On Sun, Jul 18, 2010 at 1:28 AM, Ilia Mirkin <imirkin@xxxxxxxxxxxx> wrote:
> On Sun, Jul 18, 2010 at 12:57 AM, Christoph Hellwig <hch@xxxxxxxxxxxxx> wrote:
>> On Sun, Jul 18, 2010 at 11:20:33AM +1000, Dave Chinner wrote:
>>> So, back to the situation with the WARN_ON(). You're running
>>> applications that are doing something that:
>>> a) is not supported;
>>> b) compromises data integrity guarantees;
>>> c) is not reliably reported; and
>>> d) might be causing hangs
>>> Right now I'm not particularly inclined to dig into this further;
>>> it's obvious the applications are doing something that is not
>>> supported (by XFS or the generic page cache code), so this is the
>>> first thing you really need to care about getting fixed if you value
>>> your backups...
>> While it's slightly crazy it's also a pretty easy way for users to shoot
>> themselve in their feet. Unlike the generic filesystems with their
>> simplistic i_mutex locking we have a way to assure this works properly
>> in XFS with the shared/exclusive iolock, so I'm willing to look into
>> this further.
>> Ilia, would you be willing to test patches for this?

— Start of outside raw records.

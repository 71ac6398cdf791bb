// SPDX-License-Identifier: Apache-2.0
// Copyright 2025 itsakeyfut
//
// Licensed under the Apache License, Version 2.0 (the "License");
// you may not use this file except in compliance with the License.
// You may obtain a copy of the License at
//
//     http://www.apache.org/licenses/LICENSE-2.0
//
// Unless required by applicable law or agreed to in writing, software
// distributed under the License is distributed on an "AS IS" BASIS,
// WITHOUT WARRANTIES OR CONDITIONS OF ANY KIND, either express or implied.
// See the License for the specific language governing permissions and
// limitations under the License.


//! Bridge tests
//!
//! - `lifecycle`: mount, bootstrap, import policy, readiness
//! - `ingest`: upload routing and export
//! - `session`: game sessions, save-states and pass-through controls


use super::*;
use crate::core::durable::MemoryStore;
use crate::core::headless::HeadlessCore;

fn bridge_with(store: Arc<MemoryStore>) -> Bridge<HeadlessCore> {
    Bridge::new(Layout::default(), store, HeadlessCore::new())
}

async fn ready_bridge() -> (Bridge<HeadlessCore>, Arc<MemoryStore>) {
    let store = Arc::new(MemoryStore::new());
    let mut bridge = bridge_with(store.clone());
    bridge.mount().await.unwrap();
    (bridge, store)
}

> If by "this" you mean the WARN_ON's, no problem. It should be easy to
> repro in a non-critical setup, although I haven't tried. If you mean
> the hang, it will not be so easy to reproduce, as it has only happened
> once so far.
> I would also be happy to share the details of our setup, if you'd like
> to be able to play with it directly yourself. With our setup, multiple
> WARN_ON's happen every time we run a backup (last time I checked, it
> was ~50, but I'm sure it varies).
> As a last thought on the matter, I'm sure that this is all brought on
> by our use of innodb_flush_method=O_DIRECT which tells mysql to use
> direct io. Leaving that at its default which will just open the files
> regularly will probably make all these issues go away. I do not have a
> sufficient understanding of the details of how mysql uses direct io,
> and how it interacts with xtrabackup (which claims to work fine with
> direct io, but who knows) to be able to declare that it's safe, so I'm
> happy to accept Dave's advice to Not Do That.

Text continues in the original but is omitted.